Easter Weekend brought us our first opportunity for an overnight stay. Given the short time frame to plan, I wanted something relatively close but worthwhile. I'd heard a few good things about Alnwick (pronounced "Annick") which is about 3.5 hours away. I didn't think that was worth 4 days we so also coupled that with York (only 1.5 hours away). We did 2 days in each.
Click here to see on a map. Derby is pretty much in the geographical middle of England. We are about 4.5 hours from Scotland and a few hours to the coast on either side. I think it's about 4-5 hours to the southern coast as well.
The big draw in Alnwick is the castle which was in parts of the first two Harry Potter movies (as well as Robin Hood Prince of Thieves). It is the second largest inhabited castle in England (next to Windsor) and has been in the Percy family for 700 years.
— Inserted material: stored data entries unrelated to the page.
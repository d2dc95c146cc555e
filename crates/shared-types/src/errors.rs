//! # Error Types
//!
//! Decoding and model errors shared by every crate that parses identifiers,
//! scripts, transactions or chain files.

use thiserror::Error;

/// Errors raised while parsing or decoding shared types.
#[derive(Debug, Error)]
pub enum TypeError {
    /// Hex string could not be decoded.
    #[error("Invalid hex: {0}")]
    InvalidHex(String),

    /// Address string is not valid base58check or has the wrong version.
    #[error("Invalid address: {0}")]
    InvalidAddress(String),

    /// Fixed-size value had the wrong length.
    #[error("Invalid length: expected {expected}, got {actual}")]
    InvalidLength { expected: usize, actual: usize },

    /// Binary payload ended early or carried an invalid field.
    #[error("Invalid format: {0}")]
    Format(String),

    /// Key material failed validation.
    #[error("Crypto error: {0}")]
    Crypto(#[from] shared_crypto::CryptoError),

    /// Derived node port does not fit in 16 bits.
    #[error("Port out of range for base {base}, node index {index}")]
    PortOutOfRange { base: u16, index: u16 },

    /// Chain file could not be read or written.
    #[error("I/O error: {0}")]
    Io(#[from] std::io::Error),

    /// Chain file JSON was malformed.
    #[error("JSON error: {0}")]
    Json(#[from] serde_json::Error),
}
The grounds outside the castle were colorful as you can see above. The kids enjoyed the Harry Potter tour as well as going through the house looking for easter bunnies (always more fun than looking at a boring old castle).
The gardens also had a special exhibit for poisonous plants. We learned about all the plants that can make you sick or even kill you. (cool). They had a nice cherry tree garden as well. That was neat since I've never made it to DC at the right time of year.
We stayed in a nice bed & breakfast called Alndyke Farm. And, yes, it was on a farm. Good food and a nice experience. We had to get two rooms which is bad on the budget but good for family harmony. :-)
Holy Island (Day 2)
On Day 2 we ventured even further north with a day trip to Holy Island (Lindisfarne). There is a causeway out to the island that gets flooded at high tide. Fortunately, the tides cooperated and we could schedule a normal day.
After parking and walking towards town, we had one of those cool random moments that end up making memories. There was a wild bird rescue group that had set up shop and the kids got their photos taken with an owl (Nicole's favorite animal). [That's actually a happy face for Alex. He freezes up when he has to pose. :-) ]
Holy Island gets its name because of a monastery there that dates back to 635 AD. St. Aidan essentially started the spread of Christianity for northern England from there. Another monk, St. Cuthbert, picked up the work and was said to have performed many miracles. St. Cuthbert's body may have been even more famous. It's been all over the place.
The original monastery is long gone but a stone priory was started in 1150. When Henry VIII decided that he should head the Church of England (to make his own rules and collect the money) he had the priory closed in the 1500s. Early recycling (i.e. looting) led to its demise.
You wouldn't think walking around a bunch of old stones would be interesting but it was. They also had 8 monks (2' wooden statues) hidden around that the kids had to find.
The ultimate slap in the face was that Henry VIII wanted a castle built for defense purposes on the island and they used much of the stone from the priory. [This is considered a "new"castle, btw.] The English Heritage guide at the priory was still bitter! Here's the castle in the background. It was owned by a string of rich bachelors in the 20th century until it was given to the National Trust. [Only bachelors could afford it! -- quote from the guide, not me!]
We ended the day with a nice walk down to the rocky beach and we previously had a picnic by the North Sea. (Okay, maybe Nicole wasn't so keen on the beach walk.)
We had our best meal of the trip at Louis Steakhouse back in Alnwick. We found some good British beef!
York (Days 3-4)
On to York for Easter Sunday and Monday. York is rich in history though I had a hard time soaking it all in. This led me to buy a few Horrible History books "for the kids" and I later order a 20-book box set. I'm still in the Stone Age so I'll have to let you know how things turn out! It would have been nice to have a little more background beforehand, but we still were able to figure a few things out.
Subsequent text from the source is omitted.